### Activity
Examine each line of the listing below. Copy those in which the string "sees" appears.

### Material to process

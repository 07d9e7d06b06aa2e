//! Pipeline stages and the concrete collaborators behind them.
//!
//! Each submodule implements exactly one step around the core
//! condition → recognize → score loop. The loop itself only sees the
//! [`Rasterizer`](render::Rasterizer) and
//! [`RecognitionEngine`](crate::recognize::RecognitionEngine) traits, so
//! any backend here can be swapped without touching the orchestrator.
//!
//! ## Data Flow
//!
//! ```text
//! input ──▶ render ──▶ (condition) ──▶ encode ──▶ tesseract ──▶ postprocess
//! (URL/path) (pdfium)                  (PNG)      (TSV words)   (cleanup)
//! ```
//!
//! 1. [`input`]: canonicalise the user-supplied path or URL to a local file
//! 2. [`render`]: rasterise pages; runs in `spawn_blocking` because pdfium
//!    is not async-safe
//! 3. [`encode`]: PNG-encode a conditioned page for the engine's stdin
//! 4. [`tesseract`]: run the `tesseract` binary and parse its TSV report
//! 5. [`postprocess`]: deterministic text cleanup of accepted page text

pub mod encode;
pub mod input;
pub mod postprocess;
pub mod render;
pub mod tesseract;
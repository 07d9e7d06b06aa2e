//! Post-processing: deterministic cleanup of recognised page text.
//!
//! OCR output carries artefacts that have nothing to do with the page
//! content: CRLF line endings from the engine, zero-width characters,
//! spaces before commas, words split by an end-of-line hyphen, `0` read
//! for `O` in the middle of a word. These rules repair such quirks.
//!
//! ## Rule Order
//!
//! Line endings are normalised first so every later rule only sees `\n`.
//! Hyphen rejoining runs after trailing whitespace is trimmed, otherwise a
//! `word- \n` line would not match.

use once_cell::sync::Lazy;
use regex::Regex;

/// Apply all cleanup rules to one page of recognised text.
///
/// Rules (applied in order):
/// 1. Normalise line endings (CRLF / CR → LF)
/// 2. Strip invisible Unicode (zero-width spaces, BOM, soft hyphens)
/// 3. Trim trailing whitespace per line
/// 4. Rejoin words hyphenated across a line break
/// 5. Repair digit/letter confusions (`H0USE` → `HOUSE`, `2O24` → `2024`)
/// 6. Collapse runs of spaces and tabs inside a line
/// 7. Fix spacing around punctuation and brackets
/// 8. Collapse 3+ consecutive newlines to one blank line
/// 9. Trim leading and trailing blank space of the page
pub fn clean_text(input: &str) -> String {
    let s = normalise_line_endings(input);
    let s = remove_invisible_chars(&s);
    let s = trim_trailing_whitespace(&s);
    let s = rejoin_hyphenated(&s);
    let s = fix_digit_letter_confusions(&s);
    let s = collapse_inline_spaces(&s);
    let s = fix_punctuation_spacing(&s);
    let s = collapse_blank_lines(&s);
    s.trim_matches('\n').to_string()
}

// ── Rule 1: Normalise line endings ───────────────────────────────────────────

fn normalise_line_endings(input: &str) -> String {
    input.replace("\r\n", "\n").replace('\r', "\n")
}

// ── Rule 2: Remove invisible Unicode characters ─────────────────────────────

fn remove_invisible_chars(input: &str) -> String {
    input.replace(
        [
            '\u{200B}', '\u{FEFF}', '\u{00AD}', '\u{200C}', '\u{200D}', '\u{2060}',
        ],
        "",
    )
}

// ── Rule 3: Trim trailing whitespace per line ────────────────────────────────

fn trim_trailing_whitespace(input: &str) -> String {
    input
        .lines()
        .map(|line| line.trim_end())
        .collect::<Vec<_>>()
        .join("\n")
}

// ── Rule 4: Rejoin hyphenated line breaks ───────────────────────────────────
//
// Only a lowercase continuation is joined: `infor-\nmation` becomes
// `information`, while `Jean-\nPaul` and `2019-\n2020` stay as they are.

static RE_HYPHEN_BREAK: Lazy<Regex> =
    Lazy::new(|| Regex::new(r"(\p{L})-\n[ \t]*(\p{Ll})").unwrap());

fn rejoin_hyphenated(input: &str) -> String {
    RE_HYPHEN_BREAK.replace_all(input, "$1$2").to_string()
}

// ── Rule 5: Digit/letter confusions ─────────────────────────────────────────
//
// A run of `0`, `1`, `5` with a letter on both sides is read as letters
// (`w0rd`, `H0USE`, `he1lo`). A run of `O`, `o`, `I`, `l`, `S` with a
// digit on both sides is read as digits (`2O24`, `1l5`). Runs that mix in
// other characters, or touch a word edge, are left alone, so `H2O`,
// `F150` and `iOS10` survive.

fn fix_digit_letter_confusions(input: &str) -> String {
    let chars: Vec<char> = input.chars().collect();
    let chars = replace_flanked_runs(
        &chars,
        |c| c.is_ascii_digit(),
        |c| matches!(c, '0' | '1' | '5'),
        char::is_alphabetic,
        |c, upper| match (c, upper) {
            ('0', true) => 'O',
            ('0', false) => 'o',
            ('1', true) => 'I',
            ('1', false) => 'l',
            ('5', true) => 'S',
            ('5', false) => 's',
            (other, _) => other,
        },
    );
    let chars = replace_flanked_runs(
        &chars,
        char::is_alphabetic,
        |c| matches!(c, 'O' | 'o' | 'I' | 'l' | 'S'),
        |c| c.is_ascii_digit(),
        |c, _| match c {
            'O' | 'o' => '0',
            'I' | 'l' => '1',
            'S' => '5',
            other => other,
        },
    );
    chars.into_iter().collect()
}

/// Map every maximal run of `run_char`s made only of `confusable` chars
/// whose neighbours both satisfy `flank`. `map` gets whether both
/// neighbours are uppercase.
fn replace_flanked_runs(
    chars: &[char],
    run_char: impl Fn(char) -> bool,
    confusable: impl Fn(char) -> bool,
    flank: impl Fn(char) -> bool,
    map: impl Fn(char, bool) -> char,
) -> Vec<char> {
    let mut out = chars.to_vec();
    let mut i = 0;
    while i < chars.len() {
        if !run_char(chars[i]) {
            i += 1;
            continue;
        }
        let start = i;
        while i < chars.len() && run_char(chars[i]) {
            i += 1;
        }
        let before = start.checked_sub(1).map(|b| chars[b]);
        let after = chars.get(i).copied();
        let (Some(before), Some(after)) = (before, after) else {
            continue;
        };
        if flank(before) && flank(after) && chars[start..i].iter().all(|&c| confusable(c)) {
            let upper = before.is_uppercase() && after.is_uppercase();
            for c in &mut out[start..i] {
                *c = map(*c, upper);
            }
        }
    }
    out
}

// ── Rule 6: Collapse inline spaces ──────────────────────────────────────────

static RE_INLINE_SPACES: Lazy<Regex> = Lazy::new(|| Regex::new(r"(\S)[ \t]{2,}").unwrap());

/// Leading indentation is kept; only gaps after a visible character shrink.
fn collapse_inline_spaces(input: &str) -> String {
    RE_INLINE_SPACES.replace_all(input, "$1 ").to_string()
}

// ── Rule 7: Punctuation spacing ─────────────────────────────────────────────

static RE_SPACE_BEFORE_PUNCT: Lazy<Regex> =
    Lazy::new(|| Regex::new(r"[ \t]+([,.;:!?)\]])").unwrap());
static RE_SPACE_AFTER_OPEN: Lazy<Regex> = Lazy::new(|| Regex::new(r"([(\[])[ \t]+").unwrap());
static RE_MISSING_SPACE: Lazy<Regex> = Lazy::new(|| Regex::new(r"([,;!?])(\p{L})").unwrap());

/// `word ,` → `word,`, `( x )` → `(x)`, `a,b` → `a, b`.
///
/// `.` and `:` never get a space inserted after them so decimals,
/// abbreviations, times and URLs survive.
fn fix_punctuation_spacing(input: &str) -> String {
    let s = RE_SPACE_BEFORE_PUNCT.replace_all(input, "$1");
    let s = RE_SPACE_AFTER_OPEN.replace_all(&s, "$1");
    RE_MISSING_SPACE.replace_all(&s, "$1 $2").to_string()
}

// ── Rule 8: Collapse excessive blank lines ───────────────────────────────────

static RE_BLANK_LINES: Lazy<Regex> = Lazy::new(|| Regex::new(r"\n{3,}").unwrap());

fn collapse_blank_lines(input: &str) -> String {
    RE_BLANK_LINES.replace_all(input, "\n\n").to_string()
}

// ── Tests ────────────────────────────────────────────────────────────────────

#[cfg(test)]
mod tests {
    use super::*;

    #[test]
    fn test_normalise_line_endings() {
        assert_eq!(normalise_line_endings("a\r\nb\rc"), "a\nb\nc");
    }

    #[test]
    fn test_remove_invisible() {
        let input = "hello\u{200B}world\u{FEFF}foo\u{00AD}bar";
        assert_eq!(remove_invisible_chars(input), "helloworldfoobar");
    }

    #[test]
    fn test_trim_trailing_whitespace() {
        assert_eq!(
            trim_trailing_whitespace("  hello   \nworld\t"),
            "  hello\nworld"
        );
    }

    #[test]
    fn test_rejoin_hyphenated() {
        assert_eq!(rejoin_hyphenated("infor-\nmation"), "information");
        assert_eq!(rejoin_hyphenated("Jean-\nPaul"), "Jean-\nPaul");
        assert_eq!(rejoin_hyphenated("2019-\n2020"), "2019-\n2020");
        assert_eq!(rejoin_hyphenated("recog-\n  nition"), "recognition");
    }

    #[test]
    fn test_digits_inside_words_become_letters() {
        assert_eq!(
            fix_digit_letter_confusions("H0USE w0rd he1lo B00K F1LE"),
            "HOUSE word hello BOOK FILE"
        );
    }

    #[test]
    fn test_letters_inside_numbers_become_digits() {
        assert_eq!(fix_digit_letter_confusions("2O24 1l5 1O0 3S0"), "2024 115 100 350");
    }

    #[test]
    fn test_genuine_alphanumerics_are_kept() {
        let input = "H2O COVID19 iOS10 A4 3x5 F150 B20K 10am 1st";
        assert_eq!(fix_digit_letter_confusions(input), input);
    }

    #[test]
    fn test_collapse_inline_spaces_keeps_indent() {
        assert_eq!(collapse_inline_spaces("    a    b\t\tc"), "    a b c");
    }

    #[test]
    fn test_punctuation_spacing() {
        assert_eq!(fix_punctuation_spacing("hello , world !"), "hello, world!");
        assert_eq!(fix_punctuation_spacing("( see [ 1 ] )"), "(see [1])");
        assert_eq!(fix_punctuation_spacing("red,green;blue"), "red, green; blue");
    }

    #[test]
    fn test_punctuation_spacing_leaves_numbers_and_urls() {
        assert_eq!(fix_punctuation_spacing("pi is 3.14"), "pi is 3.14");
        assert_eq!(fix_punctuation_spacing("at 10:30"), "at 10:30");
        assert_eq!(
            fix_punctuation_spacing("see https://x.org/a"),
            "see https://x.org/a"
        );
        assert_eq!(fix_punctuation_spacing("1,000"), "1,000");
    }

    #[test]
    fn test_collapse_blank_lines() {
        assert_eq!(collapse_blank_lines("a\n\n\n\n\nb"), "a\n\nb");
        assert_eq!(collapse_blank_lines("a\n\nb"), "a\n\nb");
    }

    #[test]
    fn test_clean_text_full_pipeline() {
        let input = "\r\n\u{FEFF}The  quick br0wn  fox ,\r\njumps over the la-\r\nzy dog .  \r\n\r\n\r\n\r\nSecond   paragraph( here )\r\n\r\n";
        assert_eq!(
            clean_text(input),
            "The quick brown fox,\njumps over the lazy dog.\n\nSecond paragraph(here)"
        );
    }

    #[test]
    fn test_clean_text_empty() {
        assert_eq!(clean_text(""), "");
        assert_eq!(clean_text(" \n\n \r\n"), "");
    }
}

--

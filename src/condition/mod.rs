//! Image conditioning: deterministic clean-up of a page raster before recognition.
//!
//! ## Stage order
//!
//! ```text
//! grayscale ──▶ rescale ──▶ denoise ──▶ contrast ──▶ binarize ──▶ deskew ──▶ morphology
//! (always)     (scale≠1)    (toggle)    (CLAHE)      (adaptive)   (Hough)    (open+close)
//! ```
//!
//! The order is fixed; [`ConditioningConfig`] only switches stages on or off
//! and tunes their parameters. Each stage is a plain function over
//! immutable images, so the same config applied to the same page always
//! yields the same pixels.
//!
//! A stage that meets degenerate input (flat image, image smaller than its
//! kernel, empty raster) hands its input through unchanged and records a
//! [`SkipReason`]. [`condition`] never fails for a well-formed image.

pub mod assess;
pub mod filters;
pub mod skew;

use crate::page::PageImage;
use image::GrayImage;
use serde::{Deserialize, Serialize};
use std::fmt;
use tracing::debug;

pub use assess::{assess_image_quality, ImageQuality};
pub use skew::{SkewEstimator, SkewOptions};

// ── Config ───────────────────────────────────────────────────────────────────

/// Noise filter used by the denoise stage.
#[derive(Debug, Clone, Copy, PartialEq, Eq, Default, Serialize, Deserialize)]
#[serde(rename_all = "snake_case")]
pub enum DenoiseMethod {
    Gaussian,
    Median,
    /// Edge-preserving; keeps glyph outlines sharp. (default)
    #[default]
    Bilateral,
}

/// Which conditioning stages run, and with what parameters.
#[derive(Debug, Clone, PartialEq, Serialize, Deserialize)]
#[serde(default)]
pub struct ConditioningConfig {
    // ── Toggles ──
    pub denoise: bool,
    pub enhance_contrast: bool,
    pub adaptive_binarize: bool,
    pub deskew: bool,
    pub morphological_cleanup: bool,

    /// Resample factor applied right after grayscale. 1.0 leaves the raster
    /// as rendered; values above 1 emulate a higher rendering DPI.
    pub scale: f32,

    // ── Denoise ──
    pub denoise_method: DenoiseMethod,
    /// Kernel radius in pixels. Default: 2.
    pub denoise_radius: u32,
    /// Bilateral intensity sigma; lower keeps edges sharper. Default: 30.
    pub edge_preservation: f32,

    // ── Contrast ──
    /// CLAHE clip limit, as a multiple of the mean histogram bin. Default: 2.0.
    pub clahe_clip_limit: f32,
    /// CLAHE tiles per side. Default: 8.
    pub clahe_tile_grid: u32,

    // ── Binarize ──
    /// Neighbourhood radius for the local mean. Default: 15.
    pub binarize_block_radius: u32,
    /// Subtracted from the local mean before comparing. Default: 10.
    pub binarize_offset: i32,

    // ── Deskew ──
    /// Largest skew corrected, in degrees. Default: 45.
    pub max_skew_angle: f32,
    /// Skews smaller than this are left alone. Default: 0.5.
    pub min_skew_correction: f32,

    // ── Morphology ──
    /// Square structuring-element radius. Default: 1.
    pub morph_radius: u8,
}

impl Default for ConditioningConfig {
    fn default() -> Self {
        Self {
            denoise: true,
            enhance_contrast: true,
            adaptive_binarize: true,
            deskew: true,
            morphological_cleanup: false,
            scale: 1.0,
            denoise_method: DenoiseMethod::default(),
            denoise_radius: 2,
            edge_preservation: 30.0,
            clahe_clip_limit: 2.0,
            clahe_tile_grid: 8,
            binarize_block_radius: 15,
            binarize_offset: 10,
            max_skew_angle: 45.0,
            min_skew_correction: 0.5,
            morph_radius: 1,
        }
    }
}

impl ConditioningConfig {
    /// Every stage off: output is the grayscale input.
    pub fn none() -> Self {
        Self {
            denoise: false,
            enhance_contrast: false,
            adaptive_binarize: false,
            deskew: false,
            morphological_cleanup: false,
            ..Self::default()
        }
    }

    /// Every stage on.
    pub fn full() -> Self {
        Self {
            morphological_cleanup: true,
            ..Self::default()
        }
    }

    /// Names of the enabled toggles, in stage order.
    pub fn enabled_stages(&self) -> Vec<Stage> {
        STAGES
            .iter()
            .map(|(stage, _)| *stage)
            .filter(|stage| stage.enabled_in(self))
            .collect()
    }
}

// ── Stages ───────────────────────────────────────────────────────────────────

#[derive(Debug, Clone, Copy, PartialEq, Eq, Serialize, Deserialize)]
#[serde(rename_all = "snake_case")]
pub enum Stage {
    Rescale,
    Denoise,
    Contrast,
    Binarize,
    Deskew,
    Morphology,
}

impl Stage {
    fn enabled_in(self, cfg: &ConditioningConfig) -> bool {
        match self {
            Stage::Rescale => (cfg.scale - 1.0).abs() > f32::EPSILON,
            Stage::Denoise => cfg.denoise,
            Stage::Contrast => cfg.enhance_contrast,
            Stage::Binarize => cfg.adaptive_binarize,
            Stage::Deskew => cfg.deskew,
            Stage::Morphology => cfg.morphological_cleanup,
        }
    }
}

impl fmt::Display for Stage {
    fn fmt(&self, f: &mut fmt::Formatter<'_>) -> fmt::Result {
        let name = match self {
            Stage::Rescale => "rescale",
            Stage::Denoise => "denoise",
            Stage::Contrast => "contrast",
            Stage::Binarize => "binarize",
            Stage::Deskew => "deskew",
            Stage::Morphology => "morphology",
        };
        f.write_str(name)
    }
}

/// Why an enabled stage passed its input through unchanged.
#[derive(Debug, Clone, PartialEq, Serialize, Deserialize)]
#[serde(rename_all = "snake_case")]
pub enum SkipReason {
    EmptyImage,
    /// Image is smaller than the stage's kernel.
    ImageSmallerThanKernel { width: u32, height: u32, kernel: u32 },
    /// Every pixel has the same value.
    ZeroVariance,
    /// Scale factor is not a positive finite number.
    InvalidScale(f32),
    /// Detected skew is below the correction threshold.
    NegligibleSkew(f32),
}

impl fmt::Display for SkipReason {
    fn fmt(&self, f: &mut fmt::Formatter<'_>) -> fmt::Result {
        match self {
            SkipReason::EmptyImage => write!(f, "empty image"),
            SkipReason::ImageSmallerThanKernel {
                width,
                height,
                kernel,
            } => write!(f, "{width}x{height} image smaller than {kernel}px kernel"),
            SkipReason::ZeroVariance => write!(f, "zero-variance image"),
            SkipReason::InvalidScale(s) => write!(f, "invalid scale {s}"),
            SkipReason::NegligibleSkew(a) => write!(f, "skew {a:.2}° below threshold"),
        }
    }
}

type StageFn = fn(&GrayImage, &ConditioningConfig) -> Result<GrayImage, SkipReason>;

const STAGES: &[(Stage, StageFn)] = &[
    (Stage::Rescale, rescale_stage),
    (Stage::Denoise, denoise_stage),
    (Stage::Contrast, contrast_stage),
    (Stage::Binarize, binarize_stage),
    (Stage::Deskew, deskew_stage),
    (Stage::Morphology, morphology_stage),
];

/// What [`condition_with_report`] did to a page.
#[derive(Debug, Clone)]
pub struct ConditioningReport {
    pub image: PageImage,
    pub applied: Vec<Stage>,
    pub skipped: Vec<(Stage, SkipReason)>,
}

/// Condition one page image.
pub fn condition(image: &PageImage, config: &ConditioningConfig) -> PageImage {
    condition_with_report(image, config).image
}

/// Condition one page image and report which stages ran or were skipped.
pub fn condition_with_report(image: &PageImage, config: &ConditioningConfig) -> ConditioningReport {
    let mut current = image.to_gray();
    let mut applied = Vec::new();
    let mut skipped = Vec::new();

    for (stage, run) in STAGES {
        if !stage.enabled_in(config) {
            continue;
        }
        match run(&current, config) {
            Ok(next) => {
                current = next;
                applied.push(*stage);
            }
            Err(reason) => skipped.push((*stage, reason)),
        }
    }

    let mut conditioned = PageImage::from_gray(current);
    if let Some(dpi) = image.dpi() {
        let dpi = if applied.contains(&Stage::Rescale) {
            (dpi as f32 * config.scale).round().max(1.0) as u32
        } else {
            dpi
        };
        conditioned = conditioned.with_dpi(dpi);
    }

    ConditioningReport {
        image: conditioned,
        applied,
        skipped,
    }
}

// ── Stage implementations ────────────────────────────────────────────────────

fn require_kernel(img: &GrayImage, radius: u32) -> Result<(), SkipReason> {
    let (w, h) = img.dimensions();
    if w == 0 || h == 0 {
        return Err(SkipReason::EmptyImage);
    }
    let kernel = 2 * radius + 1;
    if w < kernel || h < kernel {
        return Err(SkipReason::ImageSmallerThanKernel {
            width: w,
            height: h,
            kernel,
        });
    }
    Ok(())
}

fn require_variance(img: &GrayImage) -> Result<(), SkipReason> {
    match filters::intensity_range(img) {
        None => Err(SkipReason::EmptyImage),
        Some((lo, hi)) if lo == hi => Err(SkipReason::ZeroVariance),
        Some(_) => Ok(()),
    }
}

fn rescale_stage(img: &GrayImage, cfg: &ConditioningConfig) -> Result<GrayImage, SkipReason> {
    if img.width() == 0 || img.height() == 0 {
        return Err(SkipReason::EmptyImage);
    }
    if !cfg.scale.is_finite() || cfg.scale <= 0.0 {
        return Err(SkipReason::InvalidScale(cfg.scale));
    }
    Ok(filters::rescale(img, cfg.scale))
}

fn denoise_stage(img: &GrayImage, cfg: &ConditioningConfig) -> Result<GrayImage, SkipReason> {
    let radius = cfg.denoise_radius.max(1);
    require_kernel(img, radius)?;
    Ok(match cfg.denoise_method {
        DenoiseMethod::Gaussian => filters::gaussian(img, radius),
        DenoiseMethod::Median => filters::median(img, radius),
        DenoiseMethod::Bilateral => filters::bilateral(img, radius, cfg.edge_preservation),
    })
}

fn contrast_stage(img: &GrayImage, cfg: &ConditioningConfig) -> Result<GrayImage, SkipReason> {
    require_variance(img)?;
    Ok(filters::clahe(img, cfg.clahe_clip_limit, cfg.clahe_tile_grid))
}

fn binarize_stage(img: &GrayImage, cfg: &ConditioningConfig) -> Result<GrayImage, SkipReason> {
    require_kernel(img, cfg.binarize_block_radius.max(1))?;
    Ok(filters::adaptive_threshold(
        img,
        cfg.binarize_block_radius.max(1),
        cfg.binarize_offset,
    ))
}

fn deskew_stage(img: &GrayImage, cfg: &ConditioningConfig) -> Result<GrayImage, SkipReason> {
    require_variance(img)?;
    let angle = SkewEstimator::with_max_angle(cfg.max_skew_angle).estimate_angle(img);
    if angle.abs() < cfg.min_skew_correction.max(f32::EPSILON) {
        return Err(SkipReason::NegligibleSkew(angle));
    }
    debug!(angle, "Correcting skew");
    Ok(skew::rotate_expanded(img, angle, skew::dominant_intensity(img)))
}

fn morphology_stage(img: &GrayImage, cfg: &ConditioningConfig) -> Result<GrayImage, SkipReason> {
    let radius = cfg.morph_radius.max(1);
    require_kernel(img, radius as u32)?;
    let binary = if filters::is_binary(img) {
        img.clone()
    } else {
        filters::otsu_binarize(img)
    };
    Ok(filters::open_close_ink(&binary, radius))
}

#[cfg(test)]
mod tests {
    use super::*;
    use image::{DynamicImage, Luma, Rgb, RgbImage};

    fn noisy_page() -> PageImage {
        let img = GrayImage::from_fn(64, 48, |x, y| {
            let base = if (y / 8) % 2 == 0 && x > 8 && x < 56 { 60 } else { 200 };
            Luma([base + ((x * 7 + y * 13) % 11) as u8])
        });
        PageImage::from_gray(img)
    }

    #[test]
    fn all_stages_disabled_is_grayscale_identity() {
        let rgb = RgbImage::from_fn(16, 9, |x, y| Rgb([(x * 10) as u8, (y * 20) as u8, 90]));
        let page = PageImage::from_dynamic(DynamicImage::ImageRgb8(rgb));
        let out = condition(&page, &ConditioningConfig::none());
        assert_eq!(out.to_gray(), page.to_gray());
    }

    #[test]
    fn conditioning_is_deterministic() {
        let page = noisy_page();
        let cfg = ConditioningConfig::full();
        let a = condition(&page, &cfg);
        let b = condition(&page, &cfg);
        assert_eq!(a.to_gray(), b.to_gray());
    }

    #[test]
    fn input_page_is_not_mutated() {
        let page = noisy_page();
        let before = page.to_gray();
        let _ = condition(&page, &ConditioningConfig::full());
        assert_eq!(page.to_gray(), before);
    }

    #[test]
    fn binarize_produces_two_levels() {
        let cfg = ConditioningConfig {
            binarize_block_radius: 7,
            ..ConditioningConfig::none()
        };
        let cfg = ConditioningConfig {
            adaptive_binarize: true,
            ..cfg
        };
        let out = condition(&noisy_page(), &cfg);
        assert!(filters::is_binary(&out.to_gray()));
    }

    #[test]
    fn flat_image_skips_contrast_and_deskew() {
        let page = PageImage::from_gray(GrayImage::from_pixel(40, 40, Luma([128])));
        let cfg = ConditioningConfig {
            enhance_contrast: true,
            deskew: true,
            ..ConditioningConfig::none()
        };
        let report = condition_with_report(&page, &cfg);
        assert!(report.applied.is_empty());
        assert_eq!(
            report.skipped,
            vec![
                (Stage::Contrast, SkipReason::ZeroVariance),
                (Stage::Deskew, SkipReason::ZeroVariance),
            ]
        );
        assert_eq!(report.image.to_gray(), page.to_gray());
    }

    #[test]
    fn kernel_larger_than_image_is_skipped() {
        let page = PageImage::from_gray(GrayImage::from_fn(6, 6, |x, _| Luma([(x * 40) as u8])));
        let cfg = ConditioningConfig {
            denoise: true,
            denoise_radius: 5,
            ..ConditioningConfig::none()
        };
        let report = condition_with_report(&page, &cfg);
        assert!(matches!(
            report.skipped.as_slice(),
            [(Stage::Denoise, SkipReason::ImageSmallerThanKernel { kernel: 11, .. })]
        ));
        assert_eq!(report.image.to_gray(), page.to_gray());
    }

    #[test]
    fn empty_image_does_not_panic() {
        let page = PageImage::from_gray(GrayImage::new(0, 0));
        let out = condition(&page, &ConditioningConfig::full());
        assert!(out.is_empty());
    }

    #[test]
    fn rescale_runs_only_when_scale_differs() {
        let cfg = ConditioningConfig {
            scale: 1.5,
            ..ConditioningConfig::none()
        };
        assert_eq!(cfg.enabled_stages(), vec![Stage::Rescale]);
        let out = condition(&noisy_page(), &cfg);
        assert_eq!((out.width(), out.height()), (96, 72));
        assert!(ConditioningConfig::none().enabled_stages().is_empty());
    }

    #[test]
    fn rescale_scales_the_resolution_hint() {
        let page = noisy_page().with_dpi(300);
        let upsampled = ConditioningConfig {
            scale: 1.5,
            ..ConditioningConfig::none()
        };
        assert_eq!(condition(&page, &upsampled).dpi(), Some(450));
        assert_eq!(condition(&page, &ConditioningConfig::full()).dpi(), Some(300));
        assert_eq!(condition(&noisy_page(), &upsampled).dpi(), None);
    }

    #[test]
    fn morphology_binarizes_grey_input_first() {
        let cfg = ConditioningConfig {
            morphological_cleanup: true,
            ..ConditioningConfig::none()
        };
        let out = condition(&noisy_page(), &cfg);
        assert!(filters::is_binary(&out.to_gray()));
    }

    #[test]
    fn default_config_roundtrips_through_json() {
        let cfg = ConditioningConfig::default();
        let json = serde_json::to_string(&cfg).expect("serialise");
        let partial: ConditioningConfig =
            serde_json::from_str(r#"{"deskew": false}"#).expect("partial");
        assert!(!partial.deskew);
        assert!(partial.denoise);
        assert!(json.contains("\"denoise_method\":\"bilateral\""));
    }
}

### Expected output
//! condition → recognize → score loop. The loop itself only sees the
//! Line endings are normalised first so every later rule only sees `\n`.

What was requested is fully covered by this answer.